Centering stuff vertically in CSS is not easily done (centering divs and sticky footers being the hardest things I've found to do properly with CSS) - there are a few different ways that you could tackle the problem:

1. Use Javascript - http://www.alistapart.com/d/footers/footer_variation1.html If JS is switched off then the vertical alignment disappears although horizontal alignment remains. Depending on the layout this could be a viable solution.
2. CSS - using display:table-cell: http://www.brunildo.org/test/img_center.html
3. CSS again - using negative margins: http://www.wpdfd.com/editorial/thebox/deadcentre3.html
4. Table-layout - use a single cell to vertically align the whole page (assuming it's for a whole page)

None of these are really ideal.
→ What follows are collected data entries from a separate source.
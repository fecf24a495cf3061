//! Required-field validation with inline error messages.

use shopfront_core::FormsConfig;
use shopfront_dom::{Dom, DomResult, ElementId, Selector};
use shopfront_observability::StructuredLogger;

use crate::text::trim_value;

/// Outcome of validating one form.
#[derive(Debug, Clone, Default, PartialEq, Eq)]
pub struct ValidationReport {
    /// Required fields examined.
    pub checked: usize,
    /// Required fields that were empty, in document order.
    pub invalid: Vec<ElementId>,
}

impl ValidationReport {
    /// Whether the form may be submitted.
    pub fn is_valid(&self) -> bool {
        self.invalid.is_empty()
    }
}

/// Validates `[required]` fields on submit.
#[derive(Debug, Clone)]
pub struct FormValidator {
    required: Selector,
    message: String,
    marker_class: String,
    error_classes: String,
    field_error_class: String,
    logger: StructuredLogger,
}

impl FormValidator {
    /// Create a validator from configuration.
    pub fn new(config: &FormsConfig, logger: &StructuredLogger) -> Self {
        Self {
            required: Selector::has_attribute("required"),
            message: config.required_message.clone(),
            marker_class: config.error_marker_class.clone(),
            error_classes: config.error_element_classes.clone(),
            field_error_class: config.field_error_class.clone(),
            logger: logger.for_component("forms"),
        }
    }

    /// Resolve form ids to elements, skipping ids not on the page.
    pub fn find_forms<D: Dom>(&self, dom: &D, form_ids: &[String]) -> Vec<ElementId> {
        form_ids
            .iter()
            .filter_map(|id| dom.element_by_id(id))
            .collect()
    }

    /// Check every required field, marking empty ones and clearing the
    /// rest.
    pub fn validate<D: Dom>(&self, dom: &mut D, form: ElementId) -> ValidationReport {
        let fields = dom.query_all_within(form, &self.required);
        let mut report = ValidationReport {
            checked: fields.len(),
            invalid: Vec::new(),
        };

        for field in fields {
            let value = dom.value(field).unwrap_or_default();
            let result = if trim_value(&value).is_empty() {
                report.invalid.push(field);
                self.show_error(dom, field, &self.message)
            } else {
                self.clear_error(dom, field)
            };
            if let Err(e) = result {
                self.logger
                    .debug_with("Could not update field error", &[("error", &e)]);
            }
        }

        if !report.is_valid() {
            self.logger
                .debug_builder("Submission blocked")
                .field_usize("invalid", report.invalid.len())
                .emit();
        }
        report
    }

    /// Show `message` under `field`, reusing an existing error element
    /// directly after it.
    pub fn show_error<D: Dom>(&self, dom: &mut D, field: ElementId, message: &str) -> DomResult<()> {
        let error = match self.error_element(dom, field) {
            Some(existing) => existing,
            None => {
                let created = dom.create_element("div")?;
                dom.set_class_name(created, &self.error_classes)?;
                if let Some(parent) = dom.parent(field) {
                    let after = dom.next_element_sibling(field);
                    dom.insert_before(parent, created, after)?;
                }
                created
            }
        };

        dom.set_text_content(error, message)?;
        dom.add_class(field, &self.field_error_class)
    }

    /// Empty the error element after `field`, if any, and unmark the field.
    pub fn clear_error<D: Dom>(&self, dom: &mut D, field: ElementId) -> DomResult<()> {
        if let Some(error) = self.error_element(dom, field) {
            dom.set_text_content(error, "")?;
        }
        dom.remove_class(field, &self.field_error_class)
    }

    fn error_element<D: Dom>(&self, dom: &D, field: ElementId) -> Option<ElementId> {
        dom.next_element_sibling(field)
            .filter(|sibling| dom.has_class(*sibling, &self.marker_class))
    }
}

#[cfg(test)]
mod tests {
    use super::*;
    use shopfront_dom::MemoryDom;

    struct Page {
        dom: MemoryDom,
        form: ElementId,
        name: ElementId,
        email: ElementId,
        note: ElementId,
    }

    fn page() -> Page {
        let mut dom = MemoryDom::new();
        let body = dom.body().unwrap();
        let form = dom.build("form").dom_id("checkout-form").append_to(body);
        let name = dom.build("input").attr("required", "").append_to(form);
        let email = dom
            .build("input")
            .attr("required", "")
            .value("a@b.sa")
            .append_to(form);
        let note = dom.build("textarea").append_to(form);
        Page {
            dom,
            form,
            name,
            email,
            note,
        }
    }

    fn validator() -> FormValidator {
        FormValidator::new(&FormsConfig::default(), &StructuredLogger::disabled())
    }

    #[test]
    fn test_empty_required_field_blocks() {
        let mut p = page();
        let report = validator().validate(&mut p.dom, p.form);

        assert_eq!(report.checked, 2);
        assert_eq!(report.invalid, vec![p.name]);
        assert!(!report.is_valid());

        let error = p.dom.next_element_sibling(p.name).unwrap();
        assert_eq!(
            p.dom.attribute(error, "class").as_deref(),
            Some("error-message text-error text-sm mt-1")
        );
        assert_eq!(p.dom.text_content(error).as_deref(), Some("هذا الحقل مطلوب"));
        assert!(p.dom.has_class(p.name, "border-error"));
        assert!(!p.dom.has_class(p.email, "border-error"));
        assert_eq!(p.dom.next_element_sibling(error), Some(p.email));
    }

    #[test]
    fn test_whitespace_counts_as_empty() {
        let mut p = page();
        p.dom.set_value(p.name, " \t\u{3000}").unwrap();
        assert!(!validator().validate(&mut p.dom, p.form).is_valid());
    }

    #[test]
    fn test_byte_order_mark_counts_as_empty() {
        let mut p = page();
        p.dom.set_value(p.name, "\u{FEFF}").unwrap();
        let report = validator().validate(&mut p.dom, p.form);
        assert_eq!(report.invalid, vec![p.name]);
    }

    #[test]
    fn test_error_element_reused_then_cleared() {
        let mut p = page();
        let v = validator();
        v.validate(&mut p.dom, p.form);
        v.validate(&mut p.dom, p.form);

        let errors = p
            .dom
            .query_all_within(p.form, &Selector::class("error-message"));
        assert_eq!(errors.len(), 1);

        p.dom.set_value(p.name, "Noura").unwrap();
        let report = v.validate(&mut p.dom, p.form);
        assert!(report.is_valid());
        assert_eq!(p.dom.text_content(errors[0]).as_deref(), Some(""));
        assert!(!p.dom.has_class(p.name, "border-error"));
    }

    #[test]
    fn test_optional_fields_ignored() {
        let mut p = page();
        p.dom.set_value(p.name, "x").unwrap();
        let report = validator().validate(&mut p.dom, p.form);
        assert!(report.is_valid());
        assert!(p.dom.next_element_sibling(p.note).is_none());
    }

    #[test]
    fn test_unrelated_sibling_not_reused() {
        let mut p = page();
        let hint = p.dom.create_element("small").unwrap();
        p.dom.insert_before(p.form, hint, Some(p.email)).unwrap();

        validator().validate(&mut p.dom, p.form);
        let error = p.dom.next_element_sibling(p.name).unwrap();
        assert_ne!(error, hint);
        assert_eq!(p.dom.next_element_sibling(error), Some(hint));
    }

    #[test]
    fn test_find_forms_skips_missing() {
        let p = page();
        let forms = validator().find_forms(
            &p.dom,
            &["checkout-form".to_string(), "login-form".to_string()],
        );
        assert_eq!(forms, vec![p.form]);
    }
}
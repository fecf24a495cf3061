//! Cart read-modify-write over a key-value store.

use shopfront_observability::StructuredLogger;

use crate::{CartError, KeyValueStore, LineItem, LineItemId};

/// Shopping cart persisted as a JSON array under one storage key.
///
/// Every mutation reads the stored cart, applies the change and writes the
/// whole array back. Two tabs writing concurrently race; the last write wins.
#[derive(Debug)]
pub struct CartStore<S> {
    store: S,
    key: String,
    logger: StructuredLogger,
}

impl<S: KeyValueStore> CartStore<S> {
    /// Create a cart over `store` using `key`.
    pub fn new(store: S, key: impl Into<String>) -> Self {
        Self {
            store,
            key: key.into(),
            logger: StructuredLogger::disabled(),
        }
    }

    /// Attach a logger.
    pub fn with_logger(mut self, logger: StructuredLogger) -> Self {
        self.logger = logger.with_component("cart");
        self
    }

    /// Current line items, in insertion order.
    ///
    /// Returns an empty cart when nothing is stored, when storage cannot be
    /// read, or when the stored value is not a valid line item array.
    pub fn get_cart(&self) -> Vec<LineItem> {
        let raw = match self.store.get_item(&self.key) {
            Ok(Some(raw)) => raw,
            Ok(None) => return Vec::new(),
            Err(e) => {
                self.logger
                    .warn_with("Cart storage unreadable", &[("error", &e)]);
                return Vec::new();
            }
        };

        match serde_json::from_str(&raw) {
            Ok(items) => items,
            Err(e) => {
                self.logger
                    .warn_with("Stored cart is invalid, using empty cart", &[("error", &e)]);
                Vec::new()
            }
        }
    }

    /// Overwrite the stored cart.
    pub fn save_cart(&mut self, items: &[LineItem]) -> Result<(), CartError> {
        let json = serde_json::to_string(items)?;
        self.store.set_item(&self.key, &json)?;
        self.logger
            .debug_builder("Cart saved")
            .field_usize("lines", items.len())
            .emit();
        Ok(())
    }

    /// Add an item. An item whose id is already in the cart has its
    /// quantity added to the existing line instead.
    pub fn add_item(&mut self, item: LineItem) -> Result<(), CartError> {
        let mut cart = self.get_cart();

        if let Some(existing) = cart.iter_mut().find(|i| i.id == item.id) {
            existing.quantity = existing
                .quantity
                .checked_add(item.quantity)
                .ok_or_else(|| CartError::QuantityOverflow(item.id.to_string()))?;
        } else {
            cart.push(item);
        }

        self.save_cart(&cart)
    }

    /// Remove every line with `id`. The cart is written back even when
    /// nothing matched.
    pub fn remove_item(&mut self, id: &LineItemId) -> Result<(), CartError> {
        let mut cart = self.get_cart();
        cart.retain(|i| &i.id != id);
        self.save_cart(&cart)
    }

    /// Set the quantity of the line with `id`.
    ///
    /// Returns `Ok(false)` without writing when no such line exists. The
    /// quantity is stored as given; zero or negative values are not
    /// interpreted as removal.
    pub fn update_quantity(&mut self, id: &LineItemId, quantity: i64) -> Result<bool, CartError> {
        let mut cart = self.get_cart();

        match cart.iter_mut().find(|i| &i.id == id) {
            Some(item) => {
                item.quantity = quantity;
                self.save_cart(&cart)?;
                Ok(true)
            }
            None => Ok(false),
        }
    }

    /// Delete the stored cart.
    pub fn clear_cart(&mut self) -> Result<(), CartError> {
        self.store.remove_item(&self.key)?;
        self.logger.debug("Cart cleared");
        Ok(())
    }

    /// Sum of quantities across all lines.
    pub fn item_count(&self) -> i64 {
        self.get_cart()
            .iter()
            .fold(0i64, |acc, i| acc.saturating_add(i.quantity))
    }

    /// Number of lines.
    pub fn len(&self) -> usize {
        self.get_cart().len()
    }

    /// Whether the cart has no lines.
    pub fn is_empty(&self) -> bool {
        self.get_cart().is_empty()
    }

    /// Storage key in use.
    pub fn key(&self) -> &str {
        &self.key
    }

    /// Borrow the underlying store.
    pub fn store(&self) -> &S {
        &self.store
    }

    /// Consume and return the underlying store.
    pub fn into_store(self) -> S {
        self.store
    }
}
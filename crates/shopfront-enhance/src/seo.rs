//! `schema.org/Product` structured data.
//!
//! Product cards rendered on the page are read back into
//! [`ProductSnapshot`]s and turned into JSON-LD `<script>` blocks in
//! `<head>` so crawlers see the same products the visitor does.

use serde::{Deserialize, Serialize};
use shopfront_core::SeoConfig;
use shopfront_dom::{Dom, DomResult, ElementId, Selector, SelectorError};
use shopfront_observability::StructuredLogger;

const SCHEMA_CONTEXT: &str = "https://schema.org/";
const INJECTED_ATTR: &str = "data-structured-data";
const INJECTED_VALUE: &str = "injected";

/// Product fields as read from one product card.
#[derive(Debug, Clone, Default, PartialEq, Eq, Serialize, Deserialize)]
pub struct ProductSnapshot {
    #[serde(default)]
    pub name: Option<String>,
    #[serde(default)]
    pub price: Option<String>,
    #[serde(default)]
    pub image: Option<String>,
    #[serde(default)]
    pub description: Option<String>,
}

/// The `offers` member of a product.
#[derive(Debug, Clone, PartialEq, Eq, Serialize, Deserialize)]
pub struct Offer {
    #[serde(rename = "@type")]
    pub kind: String,
    #[serde(rename = "priceCurrency")]
    pub price_currency: String,
    pub price: String,
    pub availability: String,
}

/// A JSON-LD `Product` document.
#[derive(Debug, Clone, PartialEq, Eq, Serialize, Deserialize)]
pub struct ProductStructuredData {
    #[serde(rename = "@context")]
    pub context: String,
    #[serde(rename = "@type")]
    pub kind: String,
    pub name: String,
    pub image: String,
    pub description: String,
    pub offers: Offer,
}

impl ProductStructuredData {
    /// Build the document, or `None` when the name or price is missing or
    /// blank.
    pub fn from_snapshot(snapshot: &ProductSnapshot, config: &SeoConfig) -> Option<Self> {
        let name = non_blank(snapshot.name.as_deref())?;
        let price = non_blank(snapshot.price.as_deref())?;

        Some(Self {
            context: SCHEMA_CONTEXT.to_string(),
            kind: "Product".to_string(),
            name: name.to_string(),
            image: snapshot.image.clone().unwrap_or_default(),
            description: snapshot
                .description
                .as_deref()
                .map(str::trim)
                .unwrap_or_default()
                .to_string(),
            offers: Offer {
                kind: "Offer".to_string(),
                price_currency: config.currency.clone(),
                price: price.to_string(),
                availability: config.availability.clone(),
            },
        })
    }

    /// Serialize as compact JSON.
    pub fn to_json(&self) -> Result<String, serde_json::Error> {
        serde_json::to_string(self)
    }
}

fn non_blank(value: Option<&str>) -> Option<&str> {
    value.map(str::trim).filter(|v| !v.is_empty())
}

#[derive(Debug, Clone)]
struct ProductSelectors {
    product: Selector,
    name: Selector,
    price: Selector,
    image: Selector,
    description: Selector,
}

/// Injects one JSON-LD block per product card.
#[derive(Debug, Clone)]
pub struct SeoInjector {
    selectors: ProductSelectors,
    config: SeoConfig,
    logger: StructuredLogger,
}

impl SeoInjector {
    /// Create from configuration.
    pub fn new(config: &SeoConfig, logger: &StructuredLogger) -> Result<Self, SelectorError> {
        Ok(Self {
            selectors: ProductSelectors {
                product: Selector::parse(&config.product_selector)?,
                name: Selector::parse(&config.name_selector)?,
                price: Selector::parse(&config.price_selector)?,
                image: Selector::parse(&config.image_selector)?,
                description: Selector::parse(&config.description_selector)?,
            },
            config: config.clone(),
            logger: logger.for_component("seo"),
        })
    }

    /// Read a product card.
    pub fn snapshot<D: Dom>(&self, dom: &D, product: ElementId) -> ProductSnapshot {
        let s = &self.selectors;
        ProductSnapshot {
            name: dom
                .query_within(product, &s.name)
                .and_then(|el| dom.text_content(el)),
            price: dom
                .query_within(product, &s.price)
                .and_then(|el| dom.attribute(el, "data-price")),
            image: dom
                .query_within(product, &s.image)
                .and_then(|el| dom.attribute(el, "src")),
            description: dom
                .query_within(product, &s.description)
                .and_then(|el| dom.text_content(el)),
        }
    }

    /// Inject structured data for every product card not yet handled.
    /// Cards without a name or price are skipped. Returns how many blocks
    /// were added.
    pub fn inject_all<D: Dom>(&self, dom: &mut D) -> usize {
        let Some(head) = dom.head() else {
            self.logger.debug("Document has no head");
            return 0;
        };

        let mut injected = 0;
        for product in dom.query_all(&self.selectors.product) {
            if dom.attribute(product, INJECTED_ATTR).as_deref() == Some(INJECTED_VALUE) {
                continue;
            }

            let snapshot = self.snapshot(dom, product);
            let Some(data) = ProductStructuredData::from_snapshot(&snapshot, &self.config) else {
                self.logger
                    .debug_with("Product card lacks name or price", &[("element", &product)]);
                continue;
            };

            match self.inject(dom, head, product, &data) {
                Ok(()) => injected += 1,
                Err(e) => self
                    .logger
                    .debug_with("Could not inject structured data", &[("error", &e)]),
            }
        }

        if injected > 0 {
            self.logger
                .debug_builder("Injected structured data")
                .field_usize("products", injected)
                .emit();
        }
        injected
    }

    fn inject<D: Dom>(
        &self,
        dom: &mut D,
        head: ElementId,
        product: ElementId,
        data: &ProductStructuredData,
    ) -> DomResult<()> {
        let json = data
            .to_json()
            .map_err(|e| shopfront_dom::DomError::Rejected(e.to_string()))?;
        let script = dom.create_element("script")?;
        dom.set_attribute(script, "type", "application/ld+json")?;
        dom.set_text_content(script, &json)?;
        dom.append_child(head, script)?;
        dom.set_attribute(product, INJECTED_ATTR, INJECTED_VALUE)
    }
}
The CSS options are all pretty hacky for vertical alignment - who knows what will happen with these rules in the future - this wasn't what they were designed to do. Tables are... well for tabular data.

I think, depending on the layout I'd probably go for the Javascript option as being the least likely to cause long-term problems (just check out what happens with JS off). People tend to frown on Javascript but I think that as long as it's "unobtrusive" and an enhancement rather than an "instead of" then it's fine.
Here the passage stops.